Erin Bailey, 18, who is planning the April 14 Columbus Pride Festival in Pence’s hometown of Columbus, Indiana, to celebrate and support LGBTQ people, tells PEOPLE she would speak her mind honestly if she ever encountered Pence.
“I would ask him why he feels the way he does about LGBT people and their rights, and his stance on women having rights to their own body,” she says.
In a statement obtained by PEOPLE, a spokeswoman for Pence said “Vice President Pence commends Erin Bailey for her activism and engagement in the civic process. As a proud Hoosier and Columbus native, he’s heartened to see young people from his hometown getting involved in the political process.”
However, Bailey called the statement “vague” and “not sincere,” “because of what I know he really feels.”
Pence, the former Governor of Indiana, is on record as being opposed to some LGBTQ causes.
He signed the state’s Religious Freedom Restoration Act, which opponents argued allowed discrimination against LGBT people; said gay couples would cause “societal collapse;” opposed the ending of the Don’t Ask, Don’t Tell ban on gay and lesbian members serving in the military; and rejected the Obama administration directive on transgender bathrooms, which allowed transgender public school students access to bathrooms and locker rooms of their chosen gender identity.
Bailey, who says she realized she was bisexual when she was 15 years old, wanted to send a different message about Columbus, the historically conservative southern Indiana town of about 46,850 residents where Pence went to high school and where his mother, Nancy Pence Fritsch, and other family members still live.
So while other students at Columbus Signature Academy New Tech High School had taken on assignments such as building birdhouses or organizing lacrosse practices, the senior decided to host the first-of-its-kind festival as her senior class project.
“I knew I wanted mine to really change the community,” she says. “I wanted to impact the whole city and make the LGBT community feel more welcome here.”
Bailey, who says her own parents are only just now learning through news reports that she is bisexual (“I didn’t want to sit down and tell them formally”), feels topics pertaining to LGBT people have “kind of been a hushed subject” around town.

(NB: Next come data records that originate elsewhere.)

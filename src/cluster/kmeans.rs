use crate::error::{Error, Result};
use crate::metrics::{euclidean_distance, within_cluster_ss};
use crate::{Matrix, Vector};
use rand::SeedableRng;
use rand::rngs::StdRng;

/// Seeded k-means (Lloyd's algorithm).
///
/// The seed is an explicit parameter of every run, never process-global
/// state: identical `(matrix, k, seed)` always yields the identical fit,
/// which keeps cluster-by-cluster commentary valid across re-runs.
///
/// Centroids are initialized by sampling k distinct rows with a
/// `StdRng` seeded from `seed`. Iteration stops when assignments stop
/// changing or `max_iter` is reached; hitting the cap is not an error, it is
/// reported through [`KMeansFit::converged`].
#[derive(Clone, Debug)]
pub struct KMeans {
    n_clusters: usize,
    max_iter: usize,
    seed: u64,
    empty_action: String,
}

/// The completed result of one k-means run, detached from the estimator so
/// repeated re-parameterized runs over the same matrix share nothing.
#[derive(Clone, Debug)]
pub struct KMeansFit {
    /// Cluster id per row, dense in [1, k].
    pub labels: Vec<usize>,
    /// One centroid per cluster id (row `id - 1`), in original column space.
    pub centroids: Matrix,
    /// Within-cluster sum of squares per cluster.
    pub wcss: Vector,
    /// Row count per cluster.
    pub sizes: Vec<usize>,
    /// Sum of `wcss` over all clusters.
    pub total_wcss: f64,
    /// Assignment passes performed.
    pub n_iter: usize,
    /// Whether assignments stabilized before the iteration cap.
    pub converged: bool,
    /// Number of empty-cluster recoveries under the "reseed" policy.
    pub reseeded: usize,
}

impl KMeansFit {
    pub fn n_clusters(&self) -> usize {
        self.centroids.nrows()
    }

    /// Row indices assigned to `cluster_id`. Empty if the id is out of range.
    pub fn members(&self, cluster_id: usize) -> Vec<usize> {
        self.labels
            .iter()
            .enumerate()
            .filter(|&(_, &label)| label == cluster_id)
            .map(|(i, _)| i)
            .collect()
    }
}

impl KMeans {
    pub fn new(n_clusters: usize) -> Self {
        Self {
            n_clusters,
            max_iter: 10,
            seed: 0,
            empty_action: "reseed".to_string(),
        }
    }

    pub fn max_iter(mut self, max_iter: usize) -> Self {
        self.max_iter = max_iter;
        self
    }

    pub fn seed(mut self, seed: u64) -> Self {
        self.seed = seed;
        self
    }

    /// What to do when a cluster loses all members mid-iteration:
    /// "reseed" moves its centroid to the point farthest from its assigned
    /// centroid; "fail" aborts the run with [`Error::EmptyCluster`].
    pub fn empty_action(mut self, action: &str) -> Self {
        match action {
            "reseed" | "fail" => {
                self.empty_action = action.to_string();
            }
            _ => panic!(
                "Invalid empty_action: {}. Must be 'reseed' or 'fail'",
                action
            ),
        }
        self
    }

    pub fn fit(&self, x: &Matrix) -> Result<KMeansFit> {
        let n = x.nrows();
        let m = x.ncols();
        let k = self.n_clusters;

        if n == 0 || m == 0 {
            return Err(Error::InputShape(
                "input matrix must have at least one row and one column".to_string(),
            ));
        }
        if k == 0 {
            return Err(Error::Parameter("n_clusters must be >= 1".to_string()));
        }
        if k > n {
            return Err(Error::Parameter(format!(
                "n_samples={} should be >= n_clusters={}",
                n, k
            )));
        }

        let mut centroids = self.initialize_centroids(x);
        // 0 is not a valid id, so the first assignment pass always registers
        // as a change.
        let mut labels = vec![0usize; n];
        let mut converged = false;
        let mut reseeded = 0usize;
        let mut n_iter = 0usize;

        for iter in 0..self.max_iter {
            n_iter = iter + 1;

            // Assign each row to the nearest centroid. Strict comparison in
            // ascending id order breaks ties toward the lowest id.
            let mut changed = false;
            for i in 0..n {
                let mut min_distance = f64::INFINITY;
                let mut closest = 0;
                for c in 0..k {
                    let distance = euclidean_distance(&x.row(i), &centroids.row(c));
                    if distance < min_distance {
                        min_distance = distance;
                        closest = c;
                    }
                }
                let label = closest + 1;
                if labels[i] != label {
                    labels[i] = label;
                    changed = true;
                }
            }

            if !changed {
                converged = true;
                break;
            }

            // Recompute each centroid as the mean of its assigned rows.
            let mut sums = Matrix::zeros((k, m));
            let mut counts = vec![0usize; k];
            for i in 0..n {
                let c = labels[i] - 1;
                counts[c] += 1;
                let mut row = sums.row_mut(c);
                row += &x.row(i);
            }

            let mut taken = vec![false; n];
            for c in 0..k {
                if counts[c] > 0 {
                    let mean = sums.row(c).mapv(|v| v / counts[c] as f64);
                    centroids.row_mut(c).assign(&mean);
                } else if self.empty_action == "fail" {
                    return Err(Error::EmptyCluster {
                        id: c + 1,
                        iter: n_iter,
                    });
                } else {
                    // Re-seed from the row farthest from its own centroid.
                    // Deterministic: no RNG draw, lowest index wins ties.
                    let far = self.farthest_row(x, &labels, &centroids, &taken);
                    taken[far] = true;
                    let row = x.row(far).to_owned();
                    centroids.row_mut(c).assign(&row);
                    reseeded += 1;
                }
            }
        }

        let wcss = within_cluster_ss(x, &labels, &centroids)?;
        let mut sizes = vec![0usize; k];
        for &label in &labels {
            sizes[label - 1] += 1;
        }
        let total_wcss = wcss.sum();

        Ok(KMeansFit {
            labels,
            centroids,
            wcss,
            sizes,
            total_wcss,
            n_iter,
            converged,
            reseeded,
        })
    }

    /// Sample k distinct rows as the initial centroids.
    fn initialize_centroids(&self, x: &Matrix) -> Matrix {
        let mut rng = StdRng::seed_from_u64(self.seed);
        let indices = rand::seq::index::sample(&mut rng, x.nrows(), self.n_clusters).into_vec();

        let mut centroids = Matrix::zeros((self.n_clusters, x.ncols()));
        for (c, &i) in indices.iter().enumerate() {
            centroids.row_mut(c).assign(&x.row(i));
        }
        centroids
    }

    fn farthest_row(
        &self,
        x: &Matrix,
        labels: &[usize],
        centroids: &Matrix,
        taken: &[bool],
    ) -> usize {
        let mut best = 0;
        let mut best_distance = f64::NEG_INFINITY;
        for i in 0..x.nrows() {
            if taken[i] {
                continue;
            }
            let distance = euclidean_distance(&x.row(i), &centroids.row(labels[i] - 1));
            if distance > best_distance {
                best_distance = distance;
                best = i;
            }
        }
        best
    }
}

#[cfg(test)]
mod tests {
    use super::*;
    use ndarray::array;

    fn two_pair_fixture() -> Matrix {
        array![
            [0.0, 0.0, 0.0],
            [1.0, 1.0, 1.0],
            [10.0, 10.0, 10.0],
            [11.0, 11.0, 11.0]
        ]
    }

    fn four_pair_fixture() -> Matrix {
        array![
            [0.0, 0.0],
            [0.1, 0.0],
            [10.0, 0.0],
            [10.1, 0.0],
            [0.0, 10.0],
            [0.1, 10.0],
            [10.0, 10.0],
            [10.1, 10.0]
        ]
    }

    #[test]
    fn test_two_pair_split() {
        let x = two_pair_fixture();
        let fit = KMeans::new(2).seed(1).fit(&x).unwrap();

        assert_eq!(fit.labels[0], fit.labels[1]);
        assert_eq!(fit.labels[2], fit.labels[3]);
        assert_ne!(fit.labels[0], fit.labels[2]);
        assert!(fit.converged);

        let low = fit.centroids.row(fit.labels[0] - 1);
        let high = fit.centroids.row(fit.labels[2] - 1);
        for j in 0..3 {
            assert!((low[j] - 0.5).abs() < 1e-12);
            assert!((high[j] - 10.5).abs() < 1e-12);
        }
        assert_eq!(fit.sizes, vec![2, 2]);
    }

    #[test]
    fn test_determinism() {
        let x = four_pair_fixture();
        let a = KMeans::new(3).seed(99).fit(&x).unwrap();
        let b = KMeans::new(3).seed(99).fit(&x).unwrap();

        assert_eq!(a.labels, b.labels);
        assert_eq!(a.centroids, b.centroids);
        assert_eq!(a.total_wcss, b.total_wcss);
        assert_eq!(a.n_iter, b.n_iter);
    }

    #[test]
    fn test_labels_dense_and_sizes_sum() {
        let x = four_pair_fixture();
        for k in 1..=4 {
            let fit = KMeans::new(k).seed(5).fit(&x).unwrap();
            assert!(fit.labels.iter().all(|&c| c >= 1 && c <= k));
            assert_eq!(fit.sizes.iter().sum::<usize>(), x.nrows());
            assert_eq!(fit.labels.len(), x.nrows());
            assert!(fit.n_iter <= 10);
        }
    }

    #[test]
    fn test_centroid_is_mean_of_members() {
        let x = four_pair_fixture();
        let fit = KMeans::new(3).seed(7).fit(&x).unwrap();

        for c in 1..=fit.n_clusters() {
            let members = fit.members(c);
            if members.is_empty() {
                continue;
            }
            for j in 0..x.ncols() {
                let mean: f64 =
                    members.iter().map(|&i| x[[i, j]]).sum::<f64>() / members.len() as f64;
                assert!((fit.centroids[[c - 1, j]] - mean).abs() < 1e-10);
            }
        }
    }

    #[test]
    fn test_single_cluster_is_global_mean() {
        let x = two_pair_fixture();
        let fit = KMeans::new(1).seed(3).fit(&x).unwrap();

        assert!(fit.labels.iter().all(|&c| c == 1));
        for j in 0..3 {
            assert!((fit.centroids[[0, j]] - 5.5).abs() < 1e-12);
        }
    }

    #[test]
    fn test_wcss_non_increasing_in_k() {
        // Soft property over a seed family: compare the best run per k.
        let x = four_pair_fixture();
        let mut best = Vec::new();
        for k in 1..=4 {
            let run = (0..11)
                .map(|seed| KMeans::new(k).seed(seed).fit(&x).unwrap().total_wcss)
                .fold(f64::INFINITY, f64::min);
            best.push(run);
        }
        for w in best.windows(2) {
            assert!(w[1] <= w[0] + 1e-9, "wcss increased: {:?}", best);
        }
    }

    #[test]
    fn test_k_zero_rejected() {
        let x = two_pair_fixture();
        assert!(matches!(
            KMeans::new(0).fit(&x),
            Err(Error::Parameter(_))
        ));
    }

    #[test]
    fn test_insufficient_samples() {
        let x = array![[1.0, 2.0]];
        assert!(matches!(
            KMeans::new(2).fit(&x),
            Err(Error::Parameter(_))
        ));
    }

    #[test]
    fn test_empty_matrix_rejected() {
        let x = Matrix::zeros((0, 3));
        assert!(matches!(
            KMeans::new(1).fit(&x),
            Err(Error::InputShape(_))
        ));
    }

    #[test]
    fn test_invalid_empty_action() {
        std::panic::catch_unwind(|| {
            KMeans::new(2).empty_action("shrug");
        })
        .expect_err("Should panic on unknown empty_action");
    }

    #[test]
    fn test_fail_policy_on_clean_run() {
        // No cluster empties on this data; the "fail" policy must not fire.
        let x = two_pair_fixture();
        let fit = KMeans::new(2).seed(1).empty_action("fail").fit(&x).unwrap();
        assert_eq!(fit.reseeded, 0);
    }
}
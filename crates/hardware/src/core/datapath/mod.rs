//! Datapath cycle logic: driver evaluation, bus arbitration, and latch update.

/// Single-driver bus arbitration.
pub mod bus;

/// Candidate bus values.
pub mod drivers;

/// Register loads for the next cycle.
pub mod writeback;

pub use self::bus::{BusArbiter, BusDriver};
pub use self::drivers::BusDrivers;
pub use self::writeback::LatchUpdate;
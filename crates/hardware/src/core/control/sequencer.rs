//! Micro-sequencer.
//!
//! Computes the next control store address from the microinstruction executing this
//! cycle. At most one address bit is data dependent per microinstruction; the only other
//! path is the opcode dispatch taken when `IRD` is set.

use crate::common::bits::{bit, bits};
use crate::common::constants::STATE_MASK;
use crate::core::control::signals::{Cond, ControlWord};

/// Next-state logic of the control unit.
#[derive(Debug)]
pub struct MicroSequencer;

impl MicroSequencer {
    /// Computes the next state number.
    ///
    /// # Arguments
    ///
    /// * `word`  - Microinstruction latched for the current cycle.
    /// * `ir`    - Current instruction register.
    /// * `ready` - Memory-ready latch.
    /// * `ben`   - Branch-enable latch.
    ///
    /// # Returns
    ///
    /// A state number in `0..64`.
    pub const fn next_state(word: &ControlWord, ir: u16, ready: bool, ben: bool) -> u8 {
        if word.ird {
            return bits(ir, 15, 12) as u8;
        }

        let j = word.j & STATE_MASK;
        match word.cond {
            Cond::Unconditional => j,
            Cond::MemoryReady => with_bit(j, 1, ready),
            Cond::Branch => with_bit(j, 2, ben),
            Cond::AddressingMode => with_bit(j, 0, bit(ir, 11)),
        }
    }
}

/// Overrides bit `n` of `j`.
const fn with_bit(j: u8, n: u32, value: bool) -> u8 {
    (j & !(1 << n)) | ((value as u8) << n)
}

The festival, taking place on 4th Street downtown, will include Pride-themed flags, necklaces, T-shirts and other gear, as well as face painting, a drag show and rainbow-colored s’mores.
“I’m not doing this in spite of him,” Bailey says of Pence. “But since he is from here, I want other people to know there’s a lot more to this town than that.”
Not all Columbus residents support the festival.
“I don’t believe that behavior is normal or appropriate,” says resident Amy Streeval, 44, of LGBTQ people.
While stressing that she wishes them no harm, Streeval, who’s married with four kids, said she doesn’t want them feted. “I would not want someone to celebrate any number of things I think are inappropriate behavior,” she tells PEOPLE.
But others from the city are thrilled.
“It’s about time,” says Andria Farrar, 49. “I’m so excited. I can’t wait to go,” says the married mother of two teens. “They should feel just as welcome as we do.”